Récompensé notamment du Prix spécial du jury au festival de Gerardmer et du Prix spécial du jury au festival de Sundance en 2008, Teeth met en scène Dawn, une adolescente qui essaie tant bien que mal de contenir sa sexualité naissante. Militant activement dans un groupe prônant la chasteté avant le mariage, ce qui lui vaut d'ailleurs quelques moqueries de certains camarades, elle redouble d’efforts pour refouler tout désir sexuel, mais voit bientôt cette abstinence être de plus en plus mise à rude épreuve. Non seulement elle tombe amoureuse du séduisant Tobey, mais elle doit également endurer les provocations à répétition de son demi-frère Brad, dont la sexualité est loin d'être bridée. Etrangère à son propre corps, la vie de la prude jeune fille bascule quand elle découvre la curieuse particularité de son vagin : ce dernier est en effet tapissé de dents acérées. Ce qu'elle prend d’abord pour une damnation va rapidement s'avérer être une arme redoutable.

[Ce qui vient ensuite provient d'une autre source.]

//! CSV Decoder
//!
//! Splits a CSV body into raw string records. The first line is always a
//! header and is skipped whatever it contains; fields are matched by
//! position, never by header name.

use super::{IngestError, IngestResult};

/// One decoded data record
#[derive(Debug, Clone, PartialEq, Eq)]
pub struct RawRow {
    /// 1-based line number in the payload (the header is line 1)
    pub line: usize,
    pub fields: Vec<String>,
}

impl RawRow {
    pub fn new(line: usize, fields: Vec<String>) -> Self {
        Self { line, fields }
    }

    /// Field at a position, empty when the record is short
    pub fn field(&self, index: usize) -> &str {
        self.fields.get(index).map(String::as_str).unwrap_or("")
    }
}

/// CSV decoder with configurable delimiter
#[derive(Debug, Clone)]
pub struct CsvDecoder {
    delimiter: u8,
}

impl Default for CsvDecoder {
    fn default() -> Self {
        Self::new()
    }
}

impl CsvDecoder {
    /// Create a comma-separated decoder
    pub fn new() -> Self {
        Self { delimiter: b',' }
    }

    /// Set the field delimiter
    pub fn with_delimiter(mut self, delimiter: u8) -> Self {
        self.delimiter = delimiter;
        self
    }

    /// Decode a CSV body into data records
    ///
    /// Every record must have as many fields as the header.
    pub fn decode(&self, input: &str) -> IngestResult<Vec<RawRow>> {
        if input.trim().is_empty() {
            return Err(IngestError::EmptyOrInvalidPayload);
        }

        let mut reader = csv::ReaderBuilder::new()
            .has_headers(true)
            .flexible(false)
            .delimiter(self.delimiter)
            .from_reader(input.as_bytes());

        let mut rows = Vec::new();
        for (index, result) in reader.records().enumerate() {
            let fallback_line = index + 2;
            let record = result.map_err(|e| IngestError::Decode {
                line: e
                    .position()
                    .map(|p| p.line() as usize)
                    .unwrap_or(fallback_line),
                message: decode_message(&e),
            })?;

            let line = record
                .position()
                .map(|p| p.line() as usize)
                .unwrap_or(fallback_line);
            rows.push(RawRow::new(
                line,
                record.iter().map(str::to_string).collect(),
            ));
        }

        Ok(rows)
    }
}

fn decode_message(err: &csv::Error) -> String {
    match err.kind() {
        csv::ErrorKind::UnequalLengths {
            expected_len, len, ..
        } => format!("expected {} fields, found {}", expected_len, len),
        csv::ErrorKind::Utf8 { .. } => "invalid UTF-8".to_string(),
        _ => err.to_string(),
    }
}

Pour son premier long-métrage, Mitchell Lichtenstein nous plonge dans l’univers un brin effrayant d'une Amérique conservatrice et puritaine. Celle qui remet en cause la théorie de l’évolution darwinienne. Celle qui ne voit aucune objection à présenter le plan de coupe d'un pénis dans un manuel scolaire, mais qui dissimule honteusement celui de la vulve à l'aide de jolis autocollants dorés.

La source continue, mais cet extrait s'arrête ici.